Temos, então, um pacto de exclusão completa do sistema político brasileiro, para defender os interesses do setor produtivo. Então as agendas continuam vivas, mas não sei como essas reformas se darão em um ambiente de derretimento completo do sistema político. Qual será a legitimidade dessas reformas? Como elas vão tramitar? Essas questões não estão claras, mas acho que a agenda não está morta.
CC: O que vem pela frente? Qual é o seu palpite?
VM: Meu palpite é de que o Temer não renuncia. Ele não abriria mão desse espaço de poder para se defender neste momento. E aí nós teremos alguns meses de enfrentamento político pela frente. [O presidente da Câmara] Rodrigo Maia foi um aliado de primeira hora de Michel Temer, e vamos ver como ele vai reagir a isso tudo, porque depende dele a abertura de um processo de impeachment.
Se ele aceitar o processo de impeachment, me parece que o processo prospera. Teríamos mobilizações de rua, pressões dos setores produtivo e de comunicação, enfim, uma pressão que faria o processo correr.

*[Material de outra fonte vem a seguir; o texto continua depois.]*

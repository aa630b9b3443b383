/// Authentication and authorization
///
/// # Modules
///
/// - [`password`]: Argon2id password hashing and password rules
/// - [`jwt`]: access/refresh token issuance and validation
/// - [`actor`]: request actors, principals and roles
/// - [`authorization`]: the access policy for courses, lessons and accounts
///
/// # Example
///
/// ```no_run
/// use lms_shared::auth::password::{hash_password, verify_password};
///
/// # fn example() -> Result<(), Box<dyn std::error::Error>> {
/// let hash = hash_password("user_password")?;
/// assert!(verify_password("user_password", &hash)?);
/// # Ok(())
/// # }
/// ```

pub mod actor;
pub mod authorization;
pub mod jwt;
pub mod password;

Mas isso vai depender do Rodrigo Maia.
CC: Falando em mobilização, qual é o papel da sociedade neste momento?
VM: Claro que é importante e produz algum impacto no universo político, mas eu acho que este jogo está sendo operado nos bastidores. Como quase sempre. Esses movimentos são importantes para produzir pressão e desestabilizar alguns setores políticos, mas boa parte das decisões impactantes é produzida em gabinete. E eu acho que, neste momento, ainda mais. Esta aliança entre o setor produtivo e o Judiciário põe a coisa ainda mais dentro do gabinete.

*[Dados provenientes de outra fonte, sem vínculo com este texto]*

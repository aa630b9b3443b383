/// Configuration management for the API server
///
/// Loaded once from environment variables (and `.env` in development).
///
/// # Environment Variables
///
/// - `DATABASE_URL`: PostgreSQL connection string (required)
/// - `DATABASE_MAX_CONNECTIONS`: pool size (default: 10)
/// - `API_HOST` / `API_PORT`: bind address (default: 0.0.0.0:8000)
/// - `API_PRODUCTION`: restrict CORS to `CORS_ORIGINS` (default: false)
/// - `CORS_ORIGINS`: comma separated origins, `*` for any (default: `*`)
/// - `JWT_SECRET`: token signing secret, at least 32 characters (required)
/// - `ACCESS_TOKEN_TTL_MINUTES` (default: 60), `REFRESH_TOKEN_TTL_DAYS` (default: 1)
/// - `STRIPE_SECRET_KEY`: enables payments when set
/// - `STRIPE_API_BASE`, `STRIPE_SUCCESS_URL`, `STRIPE_CANCEL_URL`
/// - `PAYMENT_CURRENCY` (default: rub)
/// - `PAGE_SIZE`: default list page size (default: 10)
///
/// # Example
///
/// ```no_run
/// use lms_api::config::Config;
///
/// # fn example() -> anyhow::Result<()> {
/// let config = Config::from_env()?;
/// println!("Server will listen on {}", config.bind_address());
/// # Ok(())
/// # }
/// ```

use secrecy::SecretString;
use std::env;
use std::str::FromStr;

use lms_shared::payments::orchestrator::DEFAULT_CURRENCY;
use lms_shared::payments::stripe::DEFAULT_API_BASE;

/// Largest page size a client may request
pub const MAX_PAGE_SIZE: u32 = 100;

/// Complete application configuration
#[derive(Debug, Clone)]
pub struct Config {
    pub api: ApiConfig,
    pub database: DatabaseConfig,
    pub jwt: JwtConfig,
    pub payments: PaymentsConfig,
}

/// HTTP server configuration
#[derive(Debug, Clone)]
pub struct ApiConfig {
    pub host: String,
    pub port: u16,

    /// Production mode restricts CORS to `cors_origins`
    pub production: bool,

    pub cors_origins: Vec<String>,

    /// Default page size for list endpoints
    pub page_size: u32,
}

/// Database configuration
#[derive(Debug, Clone)]
pub struct DatabaseConfig {
    pub url: String,
    pub max_connections: u32,
}

/// Token configuration
#[derive(Debug, Clone)]
pub struct JwtConfig {
    /// Signing secret
    ///
    /// Generate with: `openssl rand -hex 32`
    pub secret: SecretString,

    pub access_ttl_minutes: i64,

    pub refresh_ttl_days: i64,
}

/// Payment provider configuration
#[derive(Debug, Clone)]
pub struct PaymentsConfig {
    /// None disables payment creation (503)
    pub stripe_secret_key: Option<SecretString>,
    pub stripe_api_base: String,
    pub success_url: String,
    pub cancel_url: String,
    pub currency: String,
}

impl Default for ApiConfig {
    fn default() -> Self {
        Self {
            host: "0.0.0.0".to_string(),
            port: 8000,
            production: false,
            cors_origins: vec!["*".to_string()],
            page_size: 10,
        }
    }
}

impl Default for PaymentsConfig {
    fn default() -> Self {
        Self {
            stripe_secret_key: None,
            stripe_api_base: DEFAULT_API_BASE.to_string(),
            success_url: "http://127.0.0.1:8000/api/payments/success/".to_string(),
            cancel_url: "http://127.0.0.1:8000/api/payments/cancel/".to_string(),
            currency: DEFAULT_CURRENCY.to_string(),
        }
    }
}

fn var_or<T>(name: &str, default: T) -> anyhow::Result<T>
where
    T: FromStr,
    T::Err: std::fmt::Display,
{
    match env::var(name) {
        Ok(value) if !value.trim().is_empty() => value
            .trim()
            .parse::<T>()
            .map_err(|e| anyhow::anyhow!("Invalid value for {}: {}", name, e)),
        _ => Ok(default),
    }
}

fn optional_var(name: &str) -> Option<String> {
    env::var(name).ok().filter(|value| !value.trim().is_empty())
}

/// Splits `CORS_ORIGINS`
pub fn parse_origins(value: &str) -> Vec<String> {
    value
        .split(',')
        .map(str::trim)
        .filter(|origin| !origin.is_empty())
        .map(String::from)
        .collect()
}

impl Config {
    /// Loads configuration from environment variables
    ///
    /// # Errors
    ///
    /// Returns an error if a required variable is missing, a value does not
    /// parse, or the JWT secret is shorter than 32 characters.
    pub fn from_env() -> anyhow::Result<Self> {
        dotenvy::dotenv().ok();

        let defaults = ApiConfig::default();
        let api = ApiConfig {
            host: optional_var("API_HOST").unwrap_or(defaults.host),
            port: var_or("API_PORT", defaults.port)?,
            production: var_or("API_PRODUCTION", defaults.production)?,
            cors_origins: optional_var("CORS_ORIGINS")
                .map(|value| parse_origins(&value))
                .unwrap_or(defaults.cors_origins),
            page_size: var_or("PAGE_SIZE", defaults.page_size)?,
        };

        if api.page_size == 0 || api.page_size > MAX_PAGE_SIZE {
            anyhow::bail!("PAGE_SIZE must be between 1 and {}", MAX_PAGE_SIZE);
        }

        let database = DatabaseConfig {
            url: env::var("DATABASE_URL")
                .map_err(|_| anyhow::anyhow!("DATABASE_URL environment variable is required"))?,
            max_connections: var_or("DATABASE_MAX_CONNECTIONS", 10)?,
        };

        let jwt_secret = env::var("JWT_SECRET")
            .map_err(|_| anyhow::anyhow!("JWT_SECRET environment variable is required"))?;

        if jwt_secret.len() < 32 {
            anyhow::bail!("JWT_SECRET must be at least 32 characters long");
        }

        let jwt = JwtConfig {
            secret: SecretString::new(jwt_secret),
            access_ttl_minutes: var_or("ACCESS_TOKEN_TTL_MINUTES", 60)?,
            refresh_ttl_days: var_or("REFRESH_TOKEN_TTL_DAYS", 1)?,
        };

        let payment_defaults = PaymentsConfig::default();
        let payments = PaymentsConfig {
            stripe_secret_key: optional_var("STRIPE_SECRET_KEY").map(SecretString::new),
            stripe_api_base: optional_var("STRIPE_API_BASE").unwrap_or(payment_defaults.stripe_api_base),
            success_url: optional_var("STRIPE_SUCCESS_URL").unwrap_or(payment_defaults.success_url),
            cancel_url: optional_var("STRIPE_CANCEL_URL").unwrap_or(payment_defaults.cancel_url),
            currency: optional_var("PAYMENT_CURRENCY")
                .map(|c| c.to_ascii_lowercase())
                .unwrap_or(payment_defaults.currency),
        };

        Ok(Self {
            api,
            database,
            jwt,
            payments,
        })
    }

    /// Returns the server bind address
    pub fn bind_address(&self) -> String {
        format!("{}:{}", self.api.host, self.api.port)
    }
}

#[cfg(test)]
mod tests {
    use super::*;

    #[test]
    fn test_bind_address() {
        let config = Config {
            api: ApiConfig {
                host: "127.0.0.1".to_string(),
                ..Default::default()
            },
            database: DatabaseConfig {
                url: "postgresql://localhost/lms".to_string(),
                max_connections: 10,
            },
            jwt: JwtConfig {
                secret: SecretString::new("test-secret-key-at-least-32-bytes-long".to_string()),
                access_ttl_minutes: 60,
                refresh_ttl_days: 1,
            },
            payments: PaymentsConfig::default(),
        };

        assert_eq!(config.bind_address(), "127.0.0.1:8000");
    }

    #[test]
    fn test_parse_origins() {
        assert_eq!(
            parse_origins("https://a.example.com, https://b.example.com,"),
            vec!["https://a.example.com", "https://b.example.com"]
        );
        assert_eq!(parse_origins("*"), vec!["*"]);
    }

    #[test]
    fn test_payment_defaults() {
        let payments = PaymentsConfig::default();
        assert!(payments.stripe_secret_key.is_none());
        assert_eq!(payments.currency, "rub");
        assert_eq!(payments.stripe_api_base, "https://api.stripe.com");
    }
}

CC: O senhor vê alguma possibilidade de fortalecimento das Forças Armadas, de uma guinada autoritária no País?
VM: Guinada autoritária do ponto de vista de retomada do poder pelos militares por um golpe militar eu acho pouco provável. Não vou dizer improvável porque hoje no Brasil tudo é provável, mas eu diria pouco provável pela postura que as Forças Armadas adotaram nas últimas décadas em ações políticas decisivas.
Mas o País deu uma guinada autoritária inclusive do ponto de vista do processo eleitoral, dos candidatos que vão se oferecer à disputa, como efeito desse derretimento do sistema político. Historicamente, a anulação da política sempre favoreceu movimentos mais à direita, mais conservadores, reacionários e de preservação da ordem pública.
Nós estamos vivendo o ápice do derretimento do sistema político no Brasil, e isso certamente cria um ambiente favorável para uma guinada mais à direita.